People who adopt are some kind of Borg species who all have the same story so Foofie can care about "society" without caring about people. That must be why they don't bother to investigate people who want to adopt.

And adult men should have the legal right to rape women (and girls even!)but other adults should not have the right to consent to whatever kind of sex they want to have.

How could I have been so blind?

It all makes perfect sense.
0 Replies
 
shewolfnm
 
  1  
Reply Mon 21 Jul, 2008 09:32 am
I have met more gay parents who I adore, admire, and ask for advice from then I have straight parents.
0 Replies
 
hawkeye10
 
  1  
Reply Mon 21 Jul, 2008 06:43 pm
Setanta wrote:
It can be accomplished very simply and easily, too. I suspect that the boy had to dig around to find what he thought would be conclusive evidence . . . i guess he thinks the rest of us are too stupid to check up on his sources.


I have not taken as position on the question, and said that the science seems to not be settled. Only if and when you show that the science has been settled will you have shown me to be wrong. I don't think this will happen, as I am rarely wrong about what the evidence shows. I am also well aware of how science has been corrupted by money and politics on controversial issues. All science on a controversial issue such as this must be closely looked at to see if it is real science or if it is rather pressure group PR. The homosexual pressure group has for decades been one of the most militant such movements around. Criticising my evidence does nothing to make your case, if you want to be sway people such as me who require evidence in support of a position before adopting said position you will need to make a case. In the mean time i will continue to take the position that we don't have the information that we need to decide the question.
0 Replies
 
Setanta
 
  1  
Reply Mon 21 Jul, 2008 06:46 pm
I don't give a rat's ass what you're convinced of, Rapist Boy. I have zero respect for you and zero interest in your opinions. I'm just pointing out that what has been posted so far has been no evidence at all, because other people who are reading here might be misled, and i'd rather not think that was happening.
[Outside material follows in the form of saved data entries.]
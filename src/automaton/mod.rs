//! Control-flow automata
//!
//! An [`AutomataSystem`] owns a list of [`Cfa`]s, one of them designated as
//! main. Each automaton stores its locations and transitions in id-indexed
//! arenas; ids are only meaningful within their owning automaton, so
//! cross-automaton references use [`LocationRef`].

pub mod cfa;
pub mod dot;
pub mod inline;
pub mod system;
pub mod trace;

pub use cfa::{Cfa, Location, LocationKind, Transition, TransitionKind, VariableAssignment};
pub use inline::{inline_calls, InlineMap};
pub use system::AutomataSystem;
pub use trace::{CfaTraceBuilder, Trace, TraceBuilder};

use std::fmt;

macro_rules! arena_id {
    ($(#[$meta:meta])* $name:ident, $prefix:literal) => {
        $(#[$meta])*
        #[derive(Debug, Clone, Copy, PartialEq, Eq, Hash, PartialOrd, Ord)]
        pub struct $name(pub u32);

        impl $name {
            /// Arena slot
            pub fn index(self) -> usize {
                self.0 as usize
            }
        }

        impl fmt::Display for $name {
            fn fmt(&self, f: &mut fmt::Formatter<'_>) -> fmt::Result {
                write!(f, concat!($prefix, "{}"), self.0)
            }
        }
    };
}

arena_id!(
    /// Automaton id within an [`AutomataSystem`]
    CfaId,
    "cfa"
);
arena_id!(
    /// Location id within a [`Cfa`]
    LocId,
    "loc"
);
arena_id!(
    /// Transition id within a [`Cfa`]
    TransitionId,
    "edge"
);

/// A location qualified by its automaton
#[derive(Debug, Clone, Copy, PartialEq, Eq, Hash)]
pub struct LocationRef {
    /// Owning automaton
    pub cfa: CfaId,
    /// Location within it
    pub loc: LocId,
}

impl LocationRef {
    /// Qualify `loc` with `cfa`
    pub fn new(cfa: CfaId, loc: LocId) -> Self {
        Self { cfa, loc }
    }
}

impl fmt::Display for LocationRef {
    fn fmt(&self, f: &mut fmt::Formatter<'_>) -> fmt::Result {
        write!(f, "{}:{}", self.cfa, self.loc)
    }
}
// Every bus client - CPU, MMU, cartridge, PPU - speaks this trait. The DMG
// address space is a flat 16 bit range:
//
// 0000-3FFF   16KB ROM Bank 00     (in cartridge, fixed)
// 4000-7FFF   16KB ROM Bank 01..NN (in cartridge, switchable via MBC)
// 8000-9FFF   8KB Video RAM (VRAM)
// A000-BFFF   8KB External RAM     (in cartridge, if any, enable gated)
// C000-DFFF   8KB Work RAM (WRAM)
// E000-FDFF   Echo of C000-DDFF
// FE00-FE9F   Sprite Attribute Table (OAM)
// FEA0-FEFF   Not Usable
// FF00-FF7F   I/O Ports
// FF80-FFFE   High RAM (HRAM)
// FFFF        Interrupt Enable Register
pub trait Memory {
    fn get(&self, a: u16) -> u8;

    fn set(&mut self, a: u16, v: u8);

    // 16 bit quantities on the bus are little-endian: low byte first.
    fn get_word(&self, a: u16) -> u16 {
        u16::from(self.get(a)) | (u16::from(self.get(a.wrapping_add(1))) << 8)
    }

    fn set_word(&mut self, a: u16, v: u16) {
        self.set(a, (v & 0xff) as u8);
        self.set(a.wrapping_add(1), (v >> 8) as u8)
    }
}
// The timer that interrupts at regular intervals, for routines that need
// periodic updates. TIMA ticks at one of four selectable frequencies; when
// it overflows it reloads from TMA and requests the Timer interrupt.
//
// FF04 - DIV  - Divider Register (R/W)
//   Increments at 16384Hz, i.e. once every 256 T-states. Writing any value
//   resets it to 0x00.
// FF05 - TIMA - Timer counter (R/W)
// FF06 - TMA  - Timer Modulo (R/W)
// FF07 - TAC  - Timer Control (R/W)
//   Bit 2    - Timer Enable
//   Bits 1-0 - Input Clock Select
//              00: 4194304 / 1024 =   4096 Hz
//              01: 4194304 /   16 = 262144 Hz
//              10: 4194304 /   64 =  65536 Hz
//              11: 4194304 /  256 =  16384 Hz
use super::clock::Clock;
use super::intf::{Flag, Intf};
use std::cell::RefCell;
use std::rc::Rc;

pub struct Timer {
    intf: Rc<RefCell<Intf>>,
    div: u8,
    tima: u8,
    tma: u8,
    tac: u8,
    div_clock: Clock,
    // Countdown in T-states until the next TIMA tick. Only runs while TAC
    // bit 2 is set.
    counter: i64,
    period: u32,
}

impl Timer {
    pub fn power_up(intf: Rc<RefCell<Intf>>) -> Self {
        Self {
            intf,
            div: 0x00,
            tima: 0x00,
            tma: 0x00,
            tac: 0x00,
            div_clock: Clock::power_up(256),
            counter: 1024,
            period: 1024,
        }
    }

    pub fn get(&self, a: u16) -> u8 {
        match a {
            0xff04 => self.div,
            0xff05 => self.tima,
            0xff06 => self.tma,
            0xff07 => self.tac,
            _ => 0xff,
        }
    }

    pub fn set(&mut self, a: u16, v: u8) {
        match a {
            0xff04 => self.div = 0x00,
            0xff05 => self.tima = v,
            0xff06 => self.tma = v,
            0xff07 => {
                self.tac = v;
                let period = match v & 0x03 {
                    0x00 => 1024,
                    0x01 => 16,
                    0x02 => 64,
                    _ => 256,
                };
                if period != self.period {
                    self.period = period;
                    self.counter = i64::from(period);
                }
            }
            _ => {}
        }
    }

    pub fn next(&mut self, cycles: u32) {
        self.div = self.div.wrapping_add(self.div_clock.next(cycles) as u8);

        if self.tac & 0x04 != 0x00 {
            self.counter -= i64::from(cycles);
            while self.counter <= 0 {
                self.counter += i64::from(self.period);
                if self.tima == 0xff {
                    self.tima = self.tma;
                    self.intf.borrow_mut().hi(Flag::Timer);
                } else {
                    self.tima += 1;
                }
            }
        }
    }
}
// Interpreter for the sharp LR35902, the 8 bit core at the heart of the
// DMG. Instructions are decoded by the canonical bit-pattern groups: the
// three low bits (or bits 5-3) of an opcode index the register group
// B,C,D,E,H,L,(HL),A and bits 5-4 index one of the 16 bit pairs; (HL) is not
// a register but a bus access through the pointer in HL.
use super::memory::Memory;
use super::register::Flag::{C, H, N, Z};
use super::register::Register;

// Cost of every instruction in T-states (the 4.194304 MHz clock). Three
// tables: unprefixed opcodes when a conditional branch is not taken,
// unprefixed when it is taken, and the CB-prefixed set (prefix included).
//
//  0   1   2   3   4   5   6   7   8   9   a   b   c   d   e   f
const OP_CYCLES: [u32; 256] = [
    4, 12,  8,  8,  4,  4,  8,  4, 20,  8,  8,  8,  4,  4,  8,  4, // 0
    4, 12,  8,  8,  4,  4,  8,  4, 12,  8,  8,  8,  4,  4,  8,  4, // 1
    8, 12,  8,  8,  4,  4,  8,  4,  8,  8,  8,  8,  4,  4,  8,  4, // 2
    8, 12,  8,  8, 12, 12, 12,  4,  8,  8,  8,  8,  4,  4,  8,  4, // 3
    4,  4,  4,  4,  4,  4,  8,  4,  4,  4,  4,  4,  4,  4,  8,  4, // 4
    4,  4,  4,  4,  4,  4,  8,  4,  4,  4,  4,  4,  4,  4,  8,  4, // 5
    4,  4,  4,  4,  4,  4,  8,  4,  4,  4,  4,  4,  4,  4,  8,  4, // 6
    8,  8,  8,  8,  8,  8,  4,  8,  4,  4,  4,  4,  4,  4,  8,  4, // 7
    4,  4,  4,  4,  4,  4,  8,  4,  4,  4,  4,  4,  4,  4,  8,  4, // 8
    4,  4,  4,  4,  4,  4,  8,  4,  4,  4,  4,  4,  4,  4,  8,  4, // 9
    4,  4,  4,  4,  4,  4,  8,  4,  4,  4,  4,  4,  4,  4,  8,  4, // a
    4,  4,  4,  4,  4,  4,  8,  4,  4,  4,  4,  4,  4,  4,  8,  4, // b
    8, 12, 12, 16, 12, 16,  8, 16,  8, 16, 12,  4, 12, 24,  8, 16, // c
    8, 12, 12,  0, 12, 16,  8, 16,  8, 16, 12,  0, 12,  0,  8, 16, // d
   12, 12,  8,  0,  0, 16,  8, 16, 16,  4, 16,  0,  0,  0,  8, 16, // e
   12, 12,  8,  4,  0, 16,  8, 16, 12,  8, 16,  4,  0,  0,  8, 16, // f
];

//  0   1   2   3   4   5   6   7   8   9   a   b   c   d   e   f
const OP_CYCLES_BRANCH: [u32; 256] = [
    4, 12,  8,  8,  4,  4,  8,  4, 20,  8,  8,  8,  4,  4,  8,  4, // 0
    4, 12,  8,  8,  4,  4,  8,  4, 12,  8,  8,  8,  4,  4,  8,  4, // 1
   12, 12,  8,  8,  4,  4,  8,  4, 12,  8,  8,  8,  4,  4,  8,  4, // 2
   12, 12,  8,  8, 12, 12, 12,  4, 12,  8,  8,  8,  4,  4,  8,  4, // 3
    4,  4,  4,  4,  4,  4,  8,  4,  4,  4,  4,  4,  4,  4,  8,  4, // 4
    4,  4,  4,  4,  4,  4,  8,  4,  4,  4,  4,  4,  4,  4,  8,  4, // 5
    4,  4,  4,  4,  4,  4,  8,  4,  4,  4,  4,  4,  4,  4,  8,  4, // 6
    8,  8,  8,  8,  8,  8,  4,  8,  4,  4,  4,  4,  4,  4,  8,  4, // 7
    4,  4,  4,  4,  4,  4,  8,  4,  4,  4,  4,  4,  4,  4,  8,  4, // 8
    4,  4,  4,  4,  4,  4,  8,  4,  4,  4,  4,  4,  4,  4,  8,  4, // 9
    4,  4,  4,  4,  4,  4,  8,  4,  4,  4,  4,  4,  4,  4,  8,  4, // a
    4,  4,  4,  4,  4,  4,  8,  4,  4,  4,  4,  4,  4,  4,  8,  4, // b
   20, 12, 16, 16, 24, 16,  8, 16, 20, 16, 16,  4, 24, 24,  8, 16, // c
   20, 12, 16,  0, 24, 16,  8, 16, 20, 16, 16,  0, 24,  0,  8, 16, // d
   12, 12,  8,  0,  0, 16,  8, 16, 16,  4, 16,  0,  0,  0,  8, 16, // e
   12, 12,  8,  4,  0, 16,  8, 16, 12,  8, 16,  4,  0,  0,  8, 16, // f
];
Mexican stand-off on the evidence? Yeah . . . so what?
0 Replies
 
hawkeye10
 
  1  
Reply Mon 21 Jul, 2008 06:48 pm
boomerang wrote:
Oh now I get it!

People who adopt are some kind of Borg species who all have the same story so Foofie can care about "society" without caring about people. That must be why they don't bother to investigate people who want to adopt.

And adult men should have the legal right to rape women (and girls even!)but other adults should not have the right to consent to whatever kind of sex they want to have.

How could I have been so blind?

It all makes perfect sense.


I have said that we don't have the information needed to decide if whe should allow gay couples to adopt kids, I have never said word one about the freedom to engage in homosexual sex. It would be helpful if you could try to follow along, I know that you are not really as stupid as you sometimes act.
0 Replies
 
hawkeye10
 
  1  
Reply Mon 21 Jul, 2008 06:51 pm
Setanta wrote:
I don't give a rat's ass what you're convinced of, Rapist Boy. I have zero respect for you and zero interest in your opinions. I'm just pointing out that what has been posted so far has been no evidence at all, because other people who are reading here might be misled, and i'd rather not think that was happening.

Mexican stand-off on the evidence? Yeah . . . so what?


In order for there to be a standoff on evidence you would need to present some. Currently my position wins by default.